The infinite sum stepping stair postulate with solution of -1/12 is so amazing after performing a smoothed curve regularization. I would like to suggest this article be featured on front page Wikipedia.

I think it's a good idea! 1Mmarek (talk) 15:01, 16 August 2018 (UTC)

URL

Note that the last character of the URL of this page requires Unicode, which is not nice — Preceding unsigned comment added by Microbizz (talk • contribs) 16:41, 4 February 2019 (UTC)

1 + 2 + 3 + 4 + ⋯ = -1/9.

https://www.youtube.com/watch?v=Piamci9xnEM John W. Nicholson (talk) 23:48, 30 March 2019 (UTC)

This method uses linearity and something similar to stability (actually, more general). This is known to fail, as explained in the article. Vincent Lefèvre (talk) 00:32, 5 July 2019 (UTC)

1 + 2 + 3 + 4 + ⋯ = -1/8.

[[1]] Not a trained mathematician, it seems wise to include these similarly valid results in the article. 96.240.226.129 (talk) 03:13, 26 May 2020 (UTC)

I am a trained mathematician, and the gist here is that for finite sums it doesn't matter how you re-arrange the ordering you always get the same answer. For infinite series, you can make finitely many reorderings without changing the result, but the series must be absolutely convergent (i.e. the sum of absolute values must converge) to be able to make an infinite number of changes to the ordering. There's a theorem that states if a series does not converge absolutely, you can make it converge to any number you want by rearranging the order of summation.

This video showing -1/8 and the one showing -1/12 use these illegal "parlor tricks" (i.e. an infinite number reordering on a non-convergent series) to get the number they're after. You can use the same techniques to get any number you'd like. Mr. Swordfish (talk) 15:25, 26 May 2020 (UTC)

Would you agree that Srinivasa Ramanujan was an authority on mathematics?

Here is a scan of Ramanujan's NoteBook 1, chapter VIII, Page 3:

[ https://www.imsc.res.in/~rao/ramanujan/NoteBooks/NoteBook1/chapterVIII/page3.htm ]

Look at the 6th line. What did Ramanujan write after the "∴" (Therefore sign)?

The article says

"Because the sequence of partial sums fails to converge to a finite limit, the series does not have a sum.

"Although the series seems at first sight not to have any meaningful value at all, it can be manipulated to yield a number of mathematically interesting results.

"For example, many summation methods are used in mathematics to assign numerical values even to a divergent series. In particular, the methods of zeta function regularization and Ramanujan summation assign the series a value of −112, which is expressed by a famous formula,

1+2+3+4+\cdots =-{\frac {1}{12}},

where the left-hand side has to be interpreted as being the value obtained by using one of the aforementioned summation methods and not as the sum of an infinite series in its usual meaning."

It hardly seems fair to characterize summation methods such as zeta function regularization, Ramanujan summation, and cutoff regularization as "parlor tricks", nor is it accurate to say "You can use the same techniques to get any number you'd like." --Guy Macon (talk) 19:56, 26 May 2020 (UTC)

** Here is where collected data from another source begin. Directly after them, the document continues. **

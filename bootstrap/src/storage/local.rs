// Local file-backed storage
//
// One JSON document holds every table. Writes go through `write_atomic`, and a process-local
// mutex serializes read-modify-write cycles.

use async_trait::async_trait;
use chrono::{DateTime, Utc};
use log::info;
use serde::{Deserialize, Serialize};
use serde_json::{Map, Value};
use std::path::{Path, PathBuf};
use tokio::sync::Mutex;
use uuid::Uuid;

use super::{NewUser, StorageCapability, UserRole};
use crate::error::InitError;
use crate::installation::files::write_atomic;
use crate::models::provider::ProviderId;
use crate::models::record::AdminIdentity;

#[derive(Debug, Clone, Serialize, Deserialize)]
#[serde(rename_all = "camelCase")]
pub struct StoredUser {
    pub id: String,
    pub username: String,
    pub email: String,
    pub password_hash: String,
    pub role: UserRole,
    pub is_active: bool,
    pub is_verified: bool,
    pub created_at: DateTime<Utc>,
}

#[derive(Debug, Clone, Default, Serialize, Deserialize)]
pub struct LocalDocument {
    #[serde(default)]
    pub users: Vec<StoredUser>,
    #[serde(default)]
    pub sessions: Vec<Value>,
    #[serde(default)]
    pub settings: Map<String, Value>,
}

pub struct LocalFileStorage {
    path: PathBuf,
    write_lock: Mutex<()>,
}

impl LocalFileStorage {
    pub fn new(path: impl Into<PathBuf>) -> Self {
        Self {
            path: path.into(),
            write_lock: Mutex::new(()),
        }
    }

    pub fn path(&self) -> &Path {
        &self.path
    }

    /// Load the document; an absent file is an empty document.
    pub async fn load(&self) -> anyhow::Result<LocalDocument> {
        match tokio::fs::read(&self.path).await {
            Ok(bytes) => Ok(serde_json::from_slice(&bytes)?),
            Err(e) if e.kind() == std::io::ErrorKind::NotFound => Ok(LocalDocument::default()),
            Err(e) => Err(e.into()),
        }
    }

    async fn save(&self, doc: &LocalDocument) -> anyhow::Result<()> {
        let bytes = serde_json::to_vec_pretty(doc)?;
        write_atomic(&self.path, &bytes).await
    }
}

#[async_trait]
impl StorageCapability for LocalFileStorage {
    fn provider(&self) -> ProviderId {
        ProviderId::Local
    }

    fn requires_schema(&self) -> bool {
        false
    }

    async fn initialize_schema(&self) -> Result<(), InitError> {
        let _guard = self.write_lock.lock().await;
        let doc = self
            .load()
            .await
            .map_err(|e| InitError::SchemaInitialization(format!("{:#}", e)))?;
        // Re-saving normalizes a partial document to include every section.
        self.save(&doc)
            .await
            .map_err(|e| InitError::SchemaInitialization(format!("{:#}", e)))
    }

    async fn create_user(&self, user: NewUser) -> Result<AdminIdentity, InitError> {
        let _guard = self.write_lock.lock().await;
        let mut doc = self
            .load()
            .await
            .map_err(|e| {
                InitError::AdminCreation(format!("Failed to read {:?}: {:#}", self.path, e))
            })?;

        if doc
            .users
            .iter()
            .any(|u| u.username.eq_ignore_ascii_case(&user.username))
        {
            return Err(InitError::AdminCreation(format!(
                "Username '{}' already exists.",
                user.username
            )));
        }
        if doc
            .users
            .iter()
            .any(|u| u.email.eq_ignore_ascii_case(&user.email))
        {
            return Err(InitError::AdminCreation(format!(
                "Email '{}' is already registered.",
                user.email
            )));
        }

        let role = user.role;
        let stored = StoredUser {
            id: Uuid::new_v4().to_string(),
            username: user.username,
            email: user.email,
            password_hash: user.password_hash,
            role: user.role,
            is_active: user.is_active,
            is_verified: user.is_verified,
            created_at: Utc::now(),
        };
        let identity = AdminIdentity {
            id: stored.id.clone(),
            username: stored.username.clone(),
            email: stored.email.clone(),
        };
        doc.users.push(stored);
        self.save(&doc)
            .await
            .map_err(|e| {
                InitError::AdminCreation(format!("Failed to write {:?}: {:#}", self.path, e))
            })?;

        info!(
            "[PHASE: storage] [STEP: create_user] Created {} account in local storage (username={})",
            role.as_str(),
            identity.username
        );
        Ok(identity)
    }
}

#[cfg(test)]
mod tests {
    use super::*;

    fn admin(name: &str, email: &str) -> NewUser {
        NewUser::administrator(name, email, "pbkdf2-sha256$1$c2FsdA$aGFzaA".to_string())
    }

    #[tokio::test]
    async fn create_user_persists_admin_flags() {
        let tmp = tempfile::tempdir().unwrap();
        let storage = LocalFileStorage::new(tmp.path().join("app-db.json"));

        let identity = storage
            .create_user(admin("admin", "admin@example.com"))
            .await
            .unwrap();
        assert_eq!(identity.username, "admin");

        let doc = storage.load().await.unwrap();
        assert_eq!(doc.users.len(), 1);
        let stored = &doc.users[0];
        assert_eq!(stored.id, identity.id);
        assert_eq!(stored.role, UserRole::Admin);
        assert!(stored.is_active && stored.is_verified);
    }

    #[tokio::test]
    async fn duplicate_username_is_admin_creation_error() {
        let tmp = tempfile::tempdir().unwrap();
        let storage = LocalFileStorage::new(tmp.path().join("app-db.json"));
        storage
            .create_user(admin("admin", "a@example.com"))
            .await
            .unwrap();

        let err = storage
            .create_user(admin("ADMIN", "b@example.com"))
            .await
            .unwrap_err();
        assert_eq!(err.kind(), "admin-creation");
        assert!(err.to_string().contains("already exists"));
    }

    #[tokio::test]
    async fn initialize_schema_writes_all_sections() {
        let tmp = tempfile::tempdir().unwrap();
        let path = tmp.path().join("app-db.json");
        std::fs::write(&path, r#"{"users":[]}"#).unwrap();
        let storage = LocalFileStorage::new(&path);

        storage.initialize_schema().await.unwrap();
        let raw: Value = serde_json::from_str(&std::fs::read_to_string(&path).unwrap()).unwrap();
        for table in super::super::REQUIRED_TABLES {
            assert!(raw.get(table).is_some(), "missing section {}", table);
        }
    }

    #[tokio::test]
    async fn malformed_document_is_not_overwritten() {
        let tmp = tempfile::tempdir().unwrap();
        let path = tmp.path().join("app-db.json");
        std::fs::write(&path, "{ not json").unwrap();
        let storage = LocalFileStorage::new(&path);

        assert!(storage
            .create_user(admin("admin", "admin@example.com"))
            .await
            .is_err());
        assert_eq!(std::fs::read_to_string(&path).unwrap(), "{ not json");
    }
}
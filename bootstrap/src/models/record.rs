// Initialization marker record
//
// The on-disk marker is exactly `InitializationRecord` serialized as camelCase JSON.

use chrono::{DateTime, Utc};
use serde::{Deserialize, Serialize};

use super::deployment::DeploymentContext;
use super::provider::ProviderId;

#[derive(Debug, Clone, PartialEq, Eq, Serialize, Deserialize)]
#[serde(rename_all = "camelCase")]
pub struct AdminIdentity {
    pub id: String,
    pub username: String,
    pub email: String,
}

#[derive(Debug, Clone, PartialEq, Eq, Serialize, Deserialize)]
#[serde(rename_all = "camelCase")]
pub struct DatabaseRecord {
    pub provider: ProviderId,
    pub name: String,
    pub connection_string: String,
    pub env_generated: bool,
}

#[derive(Debug, Clone, PartialEq, Serialize, Deserialize)]
#[serde(rename_all = "camelCase")]
pub struct InitializationRecord {
    pub is_initialized: bool,
    #[serde(default)]
    pub admin_user: Option<AdminIdentity>,
    #[serde(default)]
    pub database: Option<DatabaseRecord>,
    #[serde(default)]
    pub deployment_context: DeploymentContext,
    #[serde(default, skip_serializing_if = "Option::is_none")]
    pub created_at: Option<DateTime<Utc>>,
}

impl InitializationRecord {
    /// Stub returned by status queries when no usable marker exists.
    pub fn uninitialized(context: DeploymentContext) -> Self {
        InitializationRecord {
            is_initialized: false,
            admin_user: None,
            database: None,
            deployment_context: context,
            created_at: None,
        }
    }

    /// A marker claiming initialization must carry every field a later run relies on.
    pub fn is_complete(&self) -> bool {
        !self.is_initialized
            || (self.admin_user.is_some() && self.database.is_some() && self.created_at.is_some())
    }
}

Excuse me, but could you point out the place where I describe zeta function regularization, Ramanujan summation, or cutoff regularization as "parlor tricks"? Because I said no such thing.

What I did say is that performing invalid (but reasonable looking to non- mathematicians) symbol manipulation is a parlor trick.

As for the assertion ""You can use the same techniques to get any number you'd like." Please see Riemann_series_theorem. Application to the current discussion is left as an exercise for the reader. Mr. Swordfish (talk) 22:14, 26 May 2020 (UTC)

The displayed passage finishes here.